INFORME FOLHA
Mediocridade sindical
Para um dirigente do Sindserv, o conceito de ganho (no sentido de tirar lição da greve dos servidores) é tão medíocre quanto caótico. Segundo ele (FOLHA de ontem, pág.3), ''a cidade também ganha pois viu quem é intransigente e soube que a 'casa' não está arrumada como o prefeito diz''.
PerdedoresUm raciocínio lúcido diria que qualquer equação sobre o saldo da greve aponta para um resultado perdedor. Perderam todos os protagonistas. Perdeu, sobretudo, a cidade. Mas a leitura do sindicalista é apenas a do tira-teima.
Mediocridade política
O foco, como se observa, é linear. É desalentador saber que pessoas que pensam assim acabam tendo ascensão sindical e podem virar políticos poderosos. Não é necessariamente este caso. Mas, por analogia, pode-se chegar ao perfil dos políticos que mandam no Brasil de hoje.
Impeachment
Ontem os grevistas começaram a coletar assinaturas para pedir o impeachment do prefeito Nedson Micheleti. Os servidores se embalaram com a ação ajuizada pelo MP essa semana que acusa o prefeito petista de ''omissão dolosa''.
Vereadores
Outro alvo de uma manifestação ontem no Calçadão foram os 12 vereadores que barraram um pedido de informações ao executivo que poderia ensejar punição a Nedson. ''Em 2008, eles vão bater à sua porta'', alertava um cartaz com as fotos dos vereadores.
Grampos
Passada a eleição, a investida da Assembléia Legislativa do Paraná em relação ao caso dos grampos perdeu força e acabou saindo de cena - como era de se esperar. O comentário é que não há mais tempo hábil para fazer qualquer coisa, pois o ano legislativo termina no dia 15 de dezembro.
Orçamento 2007
E o tema que vai concentrar as atenções dos deputados nas próximas semanas é o Orçamento do Estado para 2007. A idéia de criar uma CPI para investigar as denúncias de grampos partiu da oposição, que tinha como objetivo desgastar a imagem do governador e então candidato à reeleição, Roberto Requião (PMDB).
Recurso
A Econorte entrou esta semana com recurso no Tribunal Regional Federal (TRF) de Porto Alegre contra a liminar que desativa duas praças de pedágio operadas em Jacarezinho e reativa a praça de Andirá.
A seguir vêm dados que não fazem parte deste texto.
use std::path::PathBuf;

use anyhow::Context;
use clap::Parser;
use tracing::debug;

use betgraph::adapter::inbound::cli::command::{
    Cli, Commands, ConfigCommand, DEFAULT_CONFIG_PATH,
};
use betgraph::adapter::inbound::cli::output::{self, OutputConfig};
use betgraph::adapter::inbound::cli::{config, covariance, parlay, size};
use betgraph::infrastructure::config::settings::Config;

fn main() {
    let _ = dotenvy::dotenv();
    let cli = Cli::parse();
    output::configure(OutputConfig::new(cli.json, cli.quiet));

    if let Err(e) = run(&cli) {
        output::error(&format!("{e:#}"));
        std::process::exit(1);
    }
}

fn run(cli: &Cli) -> anyhow::Result<()> {
    let validating = matches!(cli.command, Commands::Config(ConfigCommand::Validate));
    let path = cli
        .config
        .clone()
        .or_else(|| validating.then(|| PathBuf::from(DEFAULT_CONFIG_PATH)));

    let settings = match &path {
        Some(path) => Config::load(path)
            .with_context(|| format!("failed to load config {}", path.display()))?,
        None => Config::default(),
    };
    settings.init_logging();
    debug!(config = ?path, "betgraph starting");

    match &cli.command {
        Commands::Size(args) => size::execute(&settings, args)
            .with_context(|| format!("failed to size slate {}", args.slate.display())),
        Commands::Parlay(args) => parlay::execute(&settings, args)
            .with_context(|| format!("failed to value parlay from {}", args.slate.display())),
        Commands::Covariance(args) => covariance::execute(&settings, args).with_context(|| {
            format!("failed to build covariance for {}", args.slate.display())
        }),
        Commands::Config(ConfigCommand::Validate) => {
            let path = path.unwrap_or_else(|| PathBuf::from(DEFAULT_CONFIG_PATH));
            config::execute_validate(&path, &settings).map_err(Into::into)
        }
    }
}
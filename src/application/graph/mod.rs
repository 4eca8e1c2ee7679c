//! Conditional dependency graph over bets.
//!
//! Nodes are [`Bet`]s, edges are [`Relationship`]s from parent to child. The
//! graph is kept acyclic at insertion time: [`DependencyGraph::add_relationship`]
//! runs a reachability check from the prospective child and rejects any edge
//! that would close a cycle, without touching the adjacency maps.
//!
//! Settlement flows through [`DependencyGraph::propagate_outcome`], chain-rule
//! joint probabilities through [`DependencyGraph::joint_probability`], and the
//! optimizer's risk term through [`DependencyGraph::covariance_matrix`].

mod joint;
mod propagate;
mod shared;

use std::collections::{BTreeMap, BTreeSet, HashMap};

use tracing::{debug, warn};

use crate::domain::{Bet, BetId, Relationship};
use crate::error::GraphError;

pub use joint::SAME_EVENT_CORRELATION;
pub use propagate::PropagationReport;
pub use shared::SharedGraph;

/// Directed acyclic graph of bets and their relationships.
#[derive(Debug, Clone, Default, PartialEq)]
pub struct DependencyGraph {
    bets: BTreeMap<BetId, Bet>,
    relationships: HashMap<(BetId, BetId), Relationship>,
    children: HashMap<BetId, BTreeSet<BetId>>,
    parents: HashMap<BetId, BTreeSet<BetId>>,
}

impl DependencyGraph {
    /// Create an empty graph.
    #[must_use]
    pub fn new() -> Self {
        Self::default()
    }

    /// Insert a bet keyed by its id.
    ///
    /// Re-inserting an existing id replaces the bet but keeps its edges and
    /// parent list; the previous value is returned.
    pub fn add_bet(&mut self, mut bet: Bet) -> Option<Bet> {
        let id = bet.id().clone();
        if let Some(existing) = self.bets.get(&id) {
            warn!(bet_id = %id, "replacing existing bet");
            bet.inherit_parents(existing.parent_ids().to_vec());
        }
        debug!(bet_id = %id, event_id = %bet.event_id(), "bet added");
        self.bets.insert(id, bet)
    }

    /// Insert a relationship after validating endpoints and acyclicity.
    ///
    /// # Errors
    ///
    /// Returns [`GraphError::UnknownBet`] if either endpoint is missing and
    /// [`GraphError::Cycle`] if a path already leads from child to parent.
    /// The graph is unchanged on error.
    pub fn add_relationship(&mut self, relationship: Relationship) -> Result<(), GraphError> {
        let parent_id = relationship.parent_id().clone();
        let child_id = relationship.child_id().clone();

        self.require(&parent_id)?;
        self.require(&child_id)?;

        if self.would_create_cycle(&parent_id, &child_id) {
            return Err(GraphError::Cycle {
                parent: parent_id,
                child: child_id,
            });
        }

        debug!(
            parent_id = %parent_id,
            child_id = %child_id,
            dependency = %relationship.dependency_type(),
            trust = relationship.trust_score(),
            "relationship added"
        );

        self.children
            .entry(parent_id.clone())
            .or_default()
            .insert(child_id.clone());
        self.parents
            .entry(child_id.clone())
            .or_default()
            .insert(parent_id.clone());
        if let Some(child) = self.bets.get_mut(&child_id) {
            child.push_parent(parent_id.clone());
        }
        self.relationships
            .insert((parent_id, child_id), relationship);

        Ok(())
    }

    /// Depth-first search from `child` along existing edges looking for `parent`.
    fn would_create_cycle(&self, parent: &BetId, child: &BetId) -> bool {
        if parent == child {
            return true;
        }

        let mut visited = BTreeSet::new();
        let mut stack = vec![child];
        while let Some(node) = stack.pop() {
            if node == parent {
                return true;
            }
            if !visited.insert(node) {
                continue;
            }
            stack.extend(self.children_of(node));
        }
        false
    }

    fn require(&self, bet_id: &BetId) -> Result<&Bet, GraphError> {
        self.bets.get(bet_id).ok_or_else(|| GraphError::UnknownBet {
            bet_id: bet_id.clone(),
        })
    }

    #[must_use]
    pub fn bet(&self, bet_id: &BetId) -> Option<&Bet> {
        self.bets.get(bet_id)
    }

    #[must_use]
    pub fn contains(&self, bet_id: &BetId) -> bool {
        self.bets.contains_key(bet_id)
    }

    /// All bets, ordered by id.
    pub fn bets(&self) -> impl Iterator<Item = &Bet> {
        self.bets.values()
    }

    /// All bet ids, ordered.
    #[must_use]
    pub fn bet_ids(&self) -> Vec<BetId> {
        self.bets.keys().cloned().collect()
    }

    #[must_use]
    pub fn len(&self) -> usize {
        self.bets.len()
    }

    #[must_use]
    pub fn is_empty(&self) -> bool {
        self.bets.is_empty()
    }

    /// The relationship on edge `parent -> child`, if any.
    #[must_use]
    pub fn relationship(&self, parent: &BetId, child: &BetId) -> Option<&Relationship> {
        self.relationships.get(&(parent.clone(), child.clone()))
    }

    pub fn relationships(&self) -> impl Iterator<Item = &Relationship> {
        self.relationships.values()
    }

    /// Direct children of `bet_id`.
    pub fn children_of<'a>(&'a self, bet_id: &BetId) -> impl Iterator<Item = &'a BetId> + 'a {
        self.children.get(bet_id).into_iter().flatten()
    }

    /// Direct parents of `bet_id`.
    pub fn parents_of<'a>(&'a self, bet_id: &BetId) -> impl Iterator<Item = &'a BetId> + 'a {
        self.parents.get(bet_id).into_iter().flatten()
    }

    /// Bets with no parents: natural entry points for sequential settlement.
    #[must_use]
    pub fn root_bets(&self) -> Vec<BetId> {
        self.bets
            .keys()
            .filter(|id| self.parents.get(*id).map_or(true, BTreeSet::is_empty))
            .cloned()
            .collect()
    }

    /// All descendants of `bet_id` in topological order (ancestors first).
    ///
    /// # Errors
    ///
    /// Returns [`GraphError::UnknownBet`] if `bet_id` is not in the graph.
    pub fn affected_bets(&self, bet_id: &BetId) -> Result<Vec<BetId>, GraphError> {
        self.require(bet_id)?;

        let mut descendants = BTreeSet::new();
        let mut stack: Vec<&BetId> = self.children_of(bet_id).collect();
        while let Some(node) = stack.pop() {
            if descendants.insert(node.clone()) {
                stack.extend(self.children_of(node));
            }
        }

        let nodes: Vec<BetId> = descendants.into_iter().collect();
        // Induced subgraphs of a DAG are acyclic, so this cannot fail.
        Ok(self.topological_order(&nodes).unwrap_or(nodes))
    }

    /// Kahn's algorithm over the subgraph induced by `nodes`.
    ///
    /// Ties are broken by position in `nodes`. Returns `None` if the induced
    /// subgraph is not acyclic (or `nodes` contains duplicates).
    fn topological_order(&self, nodes: &[BetId]) -> Option<Vec<BetId>> {
        let position: HashMap<&BetId, usize> =
            nodes.iter().enumerate().map(|(i, id)| (id, i)).collect();

        let mut in_degree: Vec<usize> = nodes
            .iter()
            .map(|id| {
                self.parents_of(id)
                    .filter(|p| position.contains_key(p))
                    .count()
            })
            .collect();

        let mut ready: BTreeSet<usize> = (0..nodes.len()).filter(|&i| in_degree[i] == 0).collect();
        let mut order = Vec::with_capacity(nodes.len());

        while let Some(i) = ready.pop_first() {
            order.push(nodes[i].clone());
            for child in self.children_of(&nodes[i]) {
                if let Some(&j) = position.get(child) {
                    in_degree[j] -= 1;
                    if in_degree[j] == 0 {
                        ready.insert(j);
                    }
                }
            }
        }

        (order.len() == nodes.len()).then_some(order)
    }

    /// Resolve ids, dropping repeats while keeping first-seen order.
    fn resolve_unique(&self, bet_ids: &[BetId]) -> Result<Vec<BetId>, GraphError> {
        let mut seen = BTreeSet::new();
        let mut unique = Vec::with_capacity(bet_ids.len());
        for id in bet_ids {
            self.require(id)?;
            if seen.insert(id) {
                unique.push(id.clone());
            }
        }
        Ok(unique)
    }
}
O Agravo de Instrumento foi distribuído para o desembargador federal Carlos Eduardo Lenz.
Despacho
Na sexta-feira, o magistrado decidiu analisar o pedido de efeito suspensivo da liminar após receber as contra-razões do Ministério Público Federal (MPF) - autor da Ação Civil Pública ajuizada em Jacarezinho. Se não conseguir reverter a liminar, a Econorte terá que desativar as praças até a próxima quinta-feira - sob pena de multa diária de R$ 100 mil.
Faxina
Apesar do recurso judicial, a empresa concessionária já trabalha com um plano B. Desde o início da semana, funcionários da Econorte começaram a limpar a praça desativada de Andirá e mexer em equipamentos necessários à retomada da cobrança no local.
Abaixo-assinado
O Movimento Fim do Pedágio, autor do pedido de providências ao MPF que culminou com a Ação Civil Pública, afirma já ter recolhido 3.500 assinaturas contra a revogação da liminar. Representantes do Movimento esperam chegar a 10 mil assinaturas nos próximos dias para pressionar o TRF a manter a decisão.
Silêncio
A FOLHA já publicou várias matérias sobre o assunto, mas não obteve qualquer resposta da Econorte. O DER, que no processo se posicionou contra a liminar, também se calou após o ''pito'' do secretário estadual de Transportes, Rogério Tizzot. Na semana passada, Tizzot havia negado o posicionamento mantido pelo departamento, mas nesta semana, além de reconhecê-lo, criticou o próprio órgão que dirige.
Lei Kandir
Uma das três parcelas da compensação tributária da Lei Kandir foi liberada na última quinta-feira. Londrina recebeu R$ 696 mil. Depois, receberá mais duas parcelas de R$ 348 mil cada. Curitiba recebeu R$ 2,7 milhões, e terá direito a mais duas parcelas e R$ 1,3 milhão cada.
Regras
O Paraná tem direito a receber no total R$ 178 milhões para compensar perdas de recolhimento do Imposto sobre Circulação de Mercadorias e Serviços (ICMS), por causa da a Lei Kandir. A lei, de 1996, prevê isenções de impostos estaduais para empresas exportadoras. Como contrapartida, os estados recebem compensações do governo federal. Parte do dinheiro fica com o Estado e parte é repartida com os municípios.
Perguntinha
O paranaense engole seco mais um reajuste do pedágio e abertura de novas praças?